To do
Would you reproduce, without any alteration, the lines from the opening line of the entries through the line that has "pub const DEFAULT_BASE_URL: &str" in it?

[Collected data]

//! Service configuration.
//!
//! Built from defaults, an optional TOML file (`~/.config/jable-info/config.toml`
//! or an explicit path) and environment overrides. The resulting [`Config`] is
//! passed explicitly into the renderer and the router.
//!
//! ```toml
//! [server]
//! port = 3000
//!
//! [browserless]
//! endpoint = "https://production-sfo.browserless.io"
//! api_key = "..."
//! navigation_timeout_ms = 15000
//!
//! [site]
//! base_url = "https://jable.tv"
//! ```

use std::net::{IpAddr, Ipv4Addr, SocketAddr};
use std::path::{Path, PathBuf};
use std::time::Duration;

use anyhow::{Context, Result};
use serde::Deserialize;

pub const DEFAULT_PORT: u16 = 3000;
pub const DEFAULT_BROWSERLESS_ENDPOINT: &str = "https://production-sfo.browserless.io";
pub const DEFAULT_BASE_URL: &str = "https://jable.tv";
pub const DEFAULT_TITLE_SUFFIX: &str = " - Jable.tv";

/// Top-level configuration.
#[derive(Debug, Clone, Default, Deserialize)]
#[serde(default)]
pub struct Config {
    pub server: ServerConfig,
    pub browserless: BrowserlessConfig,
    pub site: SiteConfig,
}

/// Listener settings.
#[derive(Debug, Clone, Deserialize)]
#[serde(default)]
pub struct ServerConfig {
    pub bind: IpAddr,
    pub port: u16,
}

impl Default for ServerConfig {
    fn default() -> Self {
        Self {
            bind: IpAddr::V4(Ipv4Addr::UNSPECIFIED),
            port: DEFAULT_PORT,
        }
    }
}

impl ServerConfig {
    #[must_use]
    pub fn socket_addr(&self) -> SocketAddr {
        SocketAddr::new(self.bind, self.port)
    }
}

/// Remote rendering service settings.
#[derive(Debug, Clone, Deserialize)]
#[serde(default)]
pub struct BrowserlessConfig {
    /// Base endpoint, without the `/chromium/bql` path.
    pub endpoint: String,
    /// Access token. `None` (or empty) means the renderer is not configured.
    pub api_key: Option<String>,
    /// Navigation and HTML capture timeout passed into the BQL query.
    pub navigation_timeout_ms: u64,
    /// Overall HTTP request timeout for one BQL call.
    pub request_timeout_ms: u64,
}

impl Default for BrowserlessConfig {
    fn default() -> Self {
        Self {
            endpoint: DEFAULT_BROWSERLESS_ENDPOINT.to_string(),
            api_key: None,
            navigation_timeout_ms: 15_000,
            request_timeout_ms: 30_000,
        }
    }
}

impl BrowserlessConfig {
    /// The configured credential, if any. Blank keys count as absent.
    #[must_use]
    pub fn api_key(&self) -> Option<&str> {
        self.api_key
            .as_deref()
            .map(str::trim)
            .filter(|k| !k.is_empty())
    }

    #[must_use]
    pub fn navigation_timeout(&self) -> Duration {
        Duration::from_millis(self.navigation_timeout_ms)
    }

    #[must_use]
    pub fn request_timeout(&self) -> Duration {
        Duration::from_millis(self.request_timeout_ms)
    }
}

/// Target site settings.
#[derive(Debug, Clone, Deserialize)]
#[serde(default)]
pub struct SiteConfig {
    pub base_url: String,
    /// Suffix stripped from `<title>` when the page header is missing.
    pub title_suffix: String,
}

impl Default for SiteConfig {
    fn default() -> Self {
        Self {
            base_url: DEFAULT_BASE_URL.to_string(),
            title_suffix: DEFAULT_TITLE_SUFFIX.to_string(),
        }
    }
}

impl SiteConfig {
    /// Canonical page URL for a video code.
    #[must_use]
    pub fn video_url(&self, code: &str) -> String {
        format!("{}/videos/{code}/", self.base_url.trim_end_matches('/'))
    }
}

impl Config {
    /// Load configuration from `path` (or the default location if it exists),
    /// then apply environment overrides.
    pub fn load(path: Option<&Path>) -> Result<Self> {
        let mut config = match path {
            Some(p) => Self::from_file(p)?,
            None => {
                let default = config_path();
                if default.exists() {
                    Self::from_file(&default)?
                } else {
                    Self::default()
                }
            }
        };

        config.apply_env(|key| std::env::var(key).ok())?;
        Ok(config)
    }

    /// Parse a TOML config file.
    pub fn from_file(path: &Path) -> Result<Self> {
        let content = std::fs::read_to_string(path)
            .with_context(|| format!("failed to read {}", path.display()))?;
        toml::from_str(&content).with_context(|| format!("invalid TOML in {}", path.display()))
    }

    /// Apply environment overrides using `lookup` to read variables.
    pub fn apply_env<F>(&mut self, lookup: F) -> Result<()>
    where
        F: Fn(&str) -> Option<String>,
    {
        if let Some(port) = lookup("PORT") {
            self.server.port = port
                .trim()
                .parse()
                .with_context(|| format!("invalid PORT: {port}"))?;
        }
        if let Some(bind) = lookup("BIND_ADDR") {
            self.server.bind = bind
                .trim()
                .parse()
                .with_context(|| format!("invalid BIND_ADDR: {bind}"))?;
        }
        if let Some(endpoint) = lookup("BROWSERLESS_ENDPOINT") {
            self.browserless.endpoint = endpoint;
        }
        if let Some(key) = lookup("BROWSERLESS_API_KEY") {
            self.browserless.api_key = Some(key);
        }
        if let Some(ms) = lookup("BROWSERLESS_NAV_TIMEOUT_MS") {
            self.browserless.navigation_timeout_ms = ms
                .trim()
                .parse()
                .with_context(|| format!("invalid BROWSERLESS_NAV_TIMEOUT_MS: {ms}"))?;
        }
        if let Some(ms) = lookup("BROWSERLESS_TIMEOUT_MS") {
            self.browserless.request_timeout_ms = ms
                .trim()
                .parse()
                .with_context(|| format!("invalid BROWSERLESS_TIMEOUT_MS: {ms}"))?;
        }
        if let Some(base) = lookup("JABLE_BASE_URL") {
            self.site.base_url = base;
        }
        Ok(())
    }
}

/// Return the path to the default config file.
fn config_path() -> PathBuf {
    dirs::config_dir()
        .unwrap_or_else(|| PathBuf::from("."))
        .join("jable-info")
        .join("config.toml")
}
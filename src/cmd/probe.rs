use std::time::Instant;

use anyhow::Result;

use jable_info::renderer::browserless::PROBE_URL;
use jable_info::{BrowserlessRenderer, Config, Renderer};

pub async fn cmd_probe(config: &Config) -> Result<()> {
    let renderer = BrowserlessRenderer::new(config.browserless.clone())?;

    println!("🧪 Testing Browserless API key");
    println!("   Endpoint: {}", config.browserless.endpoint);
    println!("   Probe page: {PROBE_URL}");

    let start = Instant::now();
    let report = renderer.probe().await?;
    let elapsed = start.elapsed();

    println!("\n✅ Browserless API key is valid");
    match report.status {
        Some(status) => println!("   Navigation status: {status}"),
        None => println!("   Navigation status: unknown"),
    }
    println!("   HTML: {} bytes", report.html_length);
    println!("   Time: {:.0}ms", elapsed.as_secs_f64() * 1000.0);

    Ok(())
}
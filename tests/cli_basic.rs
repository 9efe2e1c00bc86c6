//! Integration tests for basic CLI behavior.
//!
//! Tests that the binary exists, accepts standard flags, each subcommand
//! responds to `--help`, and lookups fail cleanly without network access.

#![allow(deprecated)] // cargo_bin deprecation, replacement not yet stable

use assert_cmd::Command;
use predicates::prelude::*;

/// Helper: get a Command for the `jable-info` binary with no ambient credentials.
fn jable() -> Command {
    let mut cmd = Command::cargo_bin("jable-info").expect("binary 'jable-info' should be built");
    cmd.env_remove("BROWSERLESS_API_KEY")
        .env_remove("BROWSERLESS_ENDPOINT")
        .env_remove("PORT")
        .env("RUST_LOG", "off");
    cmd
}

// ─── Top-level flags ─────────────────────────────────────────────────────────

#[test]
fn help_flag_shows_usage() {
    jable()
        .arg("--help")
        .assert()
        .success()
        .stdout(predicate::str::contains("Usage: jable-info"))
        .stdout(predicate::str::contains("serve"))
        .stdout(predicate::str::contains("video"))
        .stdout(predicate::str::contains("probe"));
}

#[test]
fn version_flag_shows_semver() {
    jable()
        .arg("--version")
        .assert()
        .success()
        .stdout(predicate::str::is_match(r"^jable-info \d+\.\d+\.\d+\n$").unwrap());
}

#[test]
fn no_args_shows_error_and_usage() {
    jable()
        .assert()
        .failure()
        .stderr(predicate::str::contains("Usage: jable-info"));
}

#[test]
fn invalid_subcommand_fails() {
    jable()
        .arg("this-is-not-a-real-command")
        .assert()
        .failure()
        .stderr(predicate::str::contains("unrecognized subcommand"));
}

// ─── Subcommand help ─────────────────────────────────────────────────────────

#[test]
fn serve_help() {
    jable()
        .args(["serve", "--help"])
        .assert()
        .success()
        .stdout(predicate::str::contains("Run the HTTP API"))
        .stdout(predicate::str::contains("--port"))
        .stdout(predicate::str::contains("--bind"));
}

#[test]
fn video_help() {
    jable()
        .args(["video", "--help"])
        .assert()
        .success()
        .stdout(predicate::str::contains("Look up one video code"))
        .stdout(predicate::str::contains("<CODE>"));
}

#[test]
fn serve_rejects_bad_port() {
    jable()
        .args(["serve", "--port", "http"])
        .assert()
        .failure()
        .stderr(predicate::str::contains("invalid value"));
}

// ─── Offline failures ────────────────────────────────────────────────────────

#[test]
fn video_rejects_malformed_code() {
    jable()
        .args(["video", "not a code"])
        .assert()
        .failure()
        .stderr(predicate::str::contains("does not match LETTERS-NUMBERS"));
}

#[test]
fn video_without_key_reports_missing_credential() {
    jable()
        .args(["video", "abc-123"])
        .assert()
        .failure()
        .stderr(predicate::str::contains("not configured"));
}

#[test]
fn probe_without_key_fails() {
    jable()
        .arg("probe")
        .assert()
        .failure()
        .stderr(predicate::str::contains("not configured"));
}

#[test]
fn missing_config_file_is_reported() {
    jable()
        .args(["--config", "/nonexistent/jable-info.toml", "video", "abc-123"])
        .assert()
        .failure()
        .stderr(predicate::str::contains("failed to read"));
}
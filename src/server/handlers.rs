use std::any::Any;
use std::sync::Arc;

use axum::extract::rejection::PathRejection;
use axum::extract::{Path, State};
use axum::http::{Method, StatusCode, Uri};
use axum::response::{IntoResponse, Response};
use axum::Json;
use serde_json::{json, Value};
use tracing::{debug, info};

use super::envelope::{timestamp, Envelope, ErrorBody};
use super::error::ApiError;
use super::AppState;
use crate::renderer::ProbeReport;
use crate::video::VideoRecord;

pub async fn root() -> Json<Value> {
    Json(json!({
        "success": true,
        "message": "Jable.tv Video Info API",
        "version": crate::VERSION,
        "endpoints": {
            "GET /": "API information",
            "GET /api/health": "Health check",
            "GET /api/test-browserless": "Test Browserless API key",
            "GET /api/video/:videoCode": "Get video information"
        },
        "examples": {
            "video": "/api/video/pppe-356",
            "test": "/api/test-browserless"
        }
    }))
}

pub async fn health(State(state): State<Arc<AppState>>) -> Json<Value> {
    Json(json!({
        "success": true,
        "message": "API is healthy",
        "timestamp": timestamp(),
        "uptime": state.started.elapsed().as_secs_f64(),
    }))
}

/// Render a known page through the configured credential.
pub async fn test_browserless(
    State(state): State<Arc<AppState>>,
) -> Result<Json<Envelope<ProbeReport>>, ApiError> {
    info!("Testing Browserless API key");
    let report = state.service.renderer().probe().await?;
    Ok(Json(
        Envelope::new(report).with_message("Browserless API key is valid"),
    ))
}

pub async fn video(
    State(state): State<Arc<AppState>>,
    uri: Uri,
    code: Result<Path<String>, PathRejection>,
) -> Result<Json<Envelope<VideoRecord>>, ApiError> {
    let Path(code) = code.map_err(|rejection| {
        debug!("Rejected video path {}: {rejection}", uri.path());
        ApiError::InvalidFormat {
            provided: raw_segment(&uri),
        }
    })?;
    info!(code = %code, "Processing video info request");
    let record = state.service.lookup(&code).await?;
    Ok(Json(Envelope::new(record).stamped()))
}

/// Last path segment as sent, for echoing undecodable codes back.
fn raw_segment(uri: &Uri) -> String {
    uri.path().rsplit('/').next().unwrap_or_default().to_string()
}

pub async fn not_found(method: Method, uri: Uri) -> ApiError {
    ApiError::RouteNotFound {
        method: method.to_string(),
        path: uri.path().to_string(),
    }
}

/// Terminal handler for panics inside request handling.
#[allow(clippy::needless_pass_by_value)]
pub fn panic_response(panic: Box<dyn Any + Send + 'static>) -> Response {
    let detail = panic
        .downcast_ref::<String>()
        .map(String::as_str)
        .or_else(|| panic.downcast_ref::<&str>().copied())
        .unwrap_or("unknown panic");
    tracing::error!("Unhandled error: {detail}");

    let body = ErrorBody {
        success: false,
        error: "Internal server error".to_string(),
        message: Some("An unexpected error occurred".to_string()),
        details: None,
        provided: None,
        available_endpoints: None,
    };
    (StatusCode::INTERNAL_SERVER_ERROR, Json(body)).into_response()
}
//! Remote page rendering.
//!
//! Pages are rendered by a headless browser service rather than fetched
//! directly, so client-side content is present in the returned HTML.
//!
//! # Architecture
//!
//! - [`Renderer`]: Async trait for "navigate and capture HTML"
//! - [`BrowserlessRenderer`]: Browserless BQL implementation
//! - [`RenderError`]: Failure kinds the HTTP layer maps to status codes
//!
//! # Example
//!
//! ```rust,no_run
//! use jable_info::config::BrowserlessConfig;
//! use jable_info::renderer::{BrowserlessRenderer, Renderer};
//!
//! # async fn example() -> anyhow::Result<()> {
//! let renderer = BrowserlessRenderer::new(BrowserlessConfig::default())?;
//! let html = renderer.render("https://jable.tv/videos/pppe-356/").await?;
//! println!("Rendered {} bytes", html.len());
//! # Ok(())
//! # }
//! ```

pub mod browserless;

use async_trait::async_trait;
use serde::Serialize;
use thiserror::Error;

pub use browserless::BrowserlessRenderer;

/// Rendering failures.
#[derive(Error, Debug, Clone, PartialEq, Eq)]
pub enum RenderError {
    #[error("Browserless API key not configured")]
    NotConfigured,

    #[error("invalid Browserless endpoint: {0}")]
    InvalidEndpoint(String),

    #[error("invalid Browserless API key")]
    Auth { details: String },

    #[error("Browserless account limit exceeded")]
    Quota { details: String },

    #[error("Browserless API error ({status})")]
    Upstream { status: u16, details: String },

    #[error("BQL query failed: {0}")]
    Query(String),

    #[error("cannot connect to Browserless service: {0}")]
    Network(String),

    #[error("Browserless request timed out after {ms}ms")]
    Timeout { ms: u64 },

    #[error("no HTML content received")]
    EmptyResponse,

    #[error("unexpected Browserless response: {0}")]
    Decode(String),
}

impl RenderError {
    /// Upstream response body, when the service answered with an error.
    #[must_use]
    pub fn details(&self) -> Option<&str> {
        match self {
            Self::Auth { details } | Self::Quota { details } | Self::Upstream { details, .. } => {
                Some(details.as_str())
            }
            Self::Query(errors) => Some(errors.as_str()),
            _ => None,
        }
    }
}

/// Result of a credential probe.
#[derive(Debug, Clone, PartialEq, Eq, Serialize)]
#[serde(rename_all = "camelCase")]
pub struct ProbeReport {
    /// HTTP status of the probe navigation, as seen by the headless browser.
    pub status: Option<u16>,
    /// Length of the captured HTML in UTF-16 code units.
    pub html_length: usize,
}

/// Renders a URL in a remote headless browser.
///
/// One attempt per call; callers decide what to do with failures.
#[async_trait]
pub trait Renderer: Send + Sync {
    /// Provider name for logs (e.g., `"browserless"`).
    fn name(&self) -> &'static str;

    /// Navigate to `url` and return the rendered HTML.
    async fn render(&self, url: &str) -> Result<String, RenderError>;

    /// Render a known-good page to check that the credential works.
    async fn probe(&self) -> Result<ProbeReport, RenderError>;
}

Your solution
//! Service configuration.
//!
//! Built from defaults, an optional TOML file (`~/.config/jable-info/config.toml`
//! or an explicit path) and environment overrides. The resulting [`Config`] is
//! passed explicitly into the renderer and the router.
//!
//! ```toml
//! [server]
//! port = 3000
//!
//! [browserless]
//! endpoint = "https://production-sfo.browserless.io"
//! api_key = "..."
//! navigation_timeout_ms = 15000
//!
//! [site]
//! base_url = "https://jable.tv"
//! ```

use std::net::{IpAddr, Ipv4Addr, SocketAddr};
use std::path::{Path, PathBuf};
use std::time::Duration;

use anyhow::{Context, Result};
use serde::Deserialize;

pub const DEFAULT_PORT: u16 = 3000;
pub const DEFAULT_BROWSERLESS_ENDPOINT: &str = "https://production-sfo.browserless.io";
pub const DEFAULT_BASE_URL: &str = "https://jable.tv";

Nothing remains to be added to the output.